How do the lines below between the ones holding "use crate::error::PipelineError;" and "Hash, Serialize, Deserialize)]", inclusive, read? Give them again exactly, with no other lines.
-------- Records provided --------
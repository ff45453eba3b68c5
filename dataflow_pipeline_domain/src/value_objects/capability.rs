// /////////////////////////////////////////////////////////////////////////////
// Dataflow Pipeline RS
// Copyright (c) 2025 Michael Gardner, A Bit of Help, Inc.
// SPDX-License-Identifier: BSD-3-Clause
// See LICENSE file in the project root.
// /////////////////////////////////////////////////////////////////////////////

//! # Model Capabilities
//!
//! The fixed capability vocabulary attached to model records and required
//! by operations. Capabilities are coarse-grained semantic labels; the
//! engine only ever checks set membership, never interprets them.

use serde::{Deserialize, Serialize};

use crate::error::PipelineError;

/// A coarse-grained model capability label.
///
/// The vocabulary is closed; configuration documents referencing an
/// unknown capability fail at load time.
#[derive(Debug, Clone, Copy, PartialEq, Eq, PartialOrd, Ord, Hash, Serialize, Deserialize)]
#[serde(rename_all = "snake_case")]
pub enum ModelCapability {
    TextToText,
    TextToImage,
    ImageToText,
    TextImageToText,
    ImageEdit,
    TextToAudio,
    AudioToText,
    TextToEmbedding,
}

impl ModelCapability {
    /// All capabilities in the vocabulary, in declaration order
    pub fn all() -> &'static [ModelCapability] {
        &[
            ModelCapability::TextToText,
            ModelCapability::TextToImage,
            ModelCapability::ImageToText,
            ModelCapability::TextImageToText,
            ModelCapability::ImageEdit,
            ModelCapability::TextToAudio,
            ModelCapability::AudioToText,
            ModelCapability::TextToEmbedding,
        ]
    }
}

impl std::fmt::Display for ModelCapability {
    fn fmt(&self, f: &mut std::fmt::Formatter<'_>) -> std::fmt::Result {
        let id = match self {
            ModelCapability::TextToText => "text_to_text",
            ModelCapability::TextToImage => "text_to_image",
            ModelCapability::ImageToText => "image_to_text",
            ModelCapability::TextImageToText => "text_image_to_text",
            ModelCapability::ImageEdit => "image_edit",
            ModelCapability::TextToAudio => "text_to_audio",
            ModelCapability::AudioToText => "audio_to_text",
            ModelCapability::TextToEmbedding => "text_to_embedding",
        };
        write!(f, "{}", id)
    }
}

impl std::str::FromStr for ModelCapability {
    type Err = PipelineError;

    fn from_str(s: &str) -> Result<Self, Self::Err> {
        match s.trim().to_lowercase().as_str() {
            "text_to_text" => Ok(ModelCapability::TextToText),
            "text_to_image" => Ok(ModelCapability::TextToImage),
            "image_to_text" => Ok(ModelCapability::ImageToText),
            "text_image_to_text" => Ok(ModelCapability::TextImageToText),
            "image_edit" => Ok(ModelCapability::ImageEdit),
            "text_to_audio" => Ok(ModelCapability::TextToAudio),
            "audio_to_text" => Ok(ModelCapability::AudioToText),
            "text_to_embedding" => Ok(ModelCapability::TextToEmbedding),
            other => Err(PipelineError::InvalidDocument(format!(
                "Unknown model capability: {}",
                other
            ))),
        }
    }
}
--------
*Task result:*
use crate::error::PipelineError;

/// A coarse-grained model capability label.
///
/// The vocabulary is closed; configuration documents referencing an
/// unknown capability fail at load time.
#[derive(Debug, Clone, Copy, PartialEq, Eq, PartialOrd, Ord, Hash, Serialize, Deserialize)]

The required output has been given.